▸ **Task instructions**: Somewhere below are a line with "let color = obstacle.obstacle_type.color;" and a later line with "let bottom_y = obstacle.gap_bottom()". Output exactly those lines and all lines between them.

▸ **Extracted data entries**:

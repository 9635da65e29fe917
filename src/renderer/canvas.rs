//! Canvas 2D drawing of the current frame
//!
//! Reads the session's observable state only. Nothing here feeds back into
//! the simulation.

use std::f64::consts::{FRAC_PI_2, TAU};

use wasm_bindgen::JsValue;
use web_sys::CanvasRenderingContext2d;

use super::palette::{self, shade_color};
use crate::Field;
use crate::session::Session;
use crate::sim::{Avatar, Obstacle};

/// Draw background, avatar and obstacles
pub fn draw_frame(ctx: &CanvasRenderingContext2d, session: &Session) -> Result<(), JsValue> {
    let field = session.field();
    draw_background(ctx, field)?;
    draw_avatar(ctx, session.avatar())?;
    for obstacle in session.obstacles() {
        draw_obstacle(ctx, obstacle, field)?;
    }
    Ok(())
}

fn draw_background(ctx: &CanvasRenderingContext2d, field: Field) -> Result<(), JsValue> {
    let (w, h) = (field.width as f64, field.height as f64);
    ctx.clear_rect(0.0, 0.0, w, h);

    let gradient = ctx.create_linear_gradient(0.0, 0.0, 0.0, h);
    gradient.add_color_stop(0.0, palette::SKY_TOP)?;
    gradient.add_color_stop(1.0, palette::SKY_BOTTOM)?;
    ctx.set_fill_style_canvas_gradient(&gradient);
    ctx.fill_rect(0.0, 0.0, w, h);
    Ok(())
}

fn draw_avatar(ctx: &CanvasRenderingContext2d, avatar: &Avatar) -> Result<(), JsValue> {
    let x = avatar.pos.x as f64;
    let y = avatar.pos.y as f64;
    let size = avatar.size as f64;
    let (cx, cy, r) = (x + size / 2.0, y + size / 2.0, size / 2.0);

    // Body
    let gradient = ctx.create_radial_gradient(cx, cy, 0.0, cx, cy, r)?;
    gradient.add_color_stop(0.0, palette::AVATAR_CORE)?;
    gradient.add_color_stop(1.0, palette::AVATAR_RIM)?;
    ctx.set_fill_style_canvas_gradient(&gradient);
    ctx.begin_path();
    ctx.arc(cx, cy, r, 0.0, TAU)?;
    ctx.fill();

    // Eye
    ctx.set_fill_style_str("white");
    ctx.begin_path();
    ctx.arc(x + size * 0.6, y + size * 0.4, size * 0.15, 0.0, TAU)?;
    ctx.fill();

    ctx.set_fill_style_str("black");
    ctx.begin_path();
    ctx.arc(x + size * 0.65, y + size * 0.4, size * 0.08, 0.0, TAU)?;
    ctx.fill();

    // Beak
    ctx.set_fill_style_str(palette::BEAK);
    ctx.begin_path();
    ctx.move_to(x + size, cy);
    ctx.line_to(x + size + 10.0, cy - 5.0);
    ctx.line_to(x + size + 10.0, cy + 5.0);
    ctx.close_path();
    ctx.fill();
    Ok(())
}

fn draw_obstacle(
    ctx: &CanvasRenderingContext2d,
    obstacle: &Obstacle,
    field: Field,
) -> Result<(), JsValue> {
    let color = obstacle.obstacle_type.color;
    let shade = shade_color(color, -20.0).unwrap_or_else(|| color.to_string());

    let x = obstacle.x as f64;
    let width = obstacle.width as f64;
    let gap_y = obstacle.gap_y as f64;
    let bottom_y = obstacle.gap_bottom() as f64;
    let bottom_h = field.height as f64 - bottom_y;

    ctx.set_stroke_style_str(palette::OUTLINE);
    ctx.set_line_width(2.0);

    for (top, height) in [(0.0, gap_y), (bottom_y, bottom_h)] {
        let gradient = ctx.create_linear_gradient(x, top, x + width, top);
        gradient.add_color_stop(0.0, color)?;
        gradient.add_color_stop(1.0, &shade)?;
        ctx.set_fill_style_canvas_gradient(&gradient);
        ctx.fill_rect(x, top, width, height);
        ctx.stroke_rect(x, top, width, height);
    }

    // Label runs up the top bar
    ctx.set_fill_style_str("white");
    ctx.set_font("bold 12px Arial");
    ctx.set_text_align("center");
    ctx.save();
    ctx.translate(x + width / 2.0, gap_y / 2.0)?;
    ctx.rotate(-FRAC_PI_2)?;
    ctx.fill_text(obstacle.obstacle_type.name, 0.0, 0.0)?;
    ctx.restore();
    Ok(())
}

▸ **Completed task**:
    let color = obstacle.obstacle_type.color;
    let shade = shade_color(color, -20.0).unwrap_or_else(|| color.to_string());

    let x = obstacle.x as f64;
    let width = obstacle.width as f64;
    let gap_y = obstacle.gap_y as f64;
    let bottom_y = obstacle.gap_bottom() as f64;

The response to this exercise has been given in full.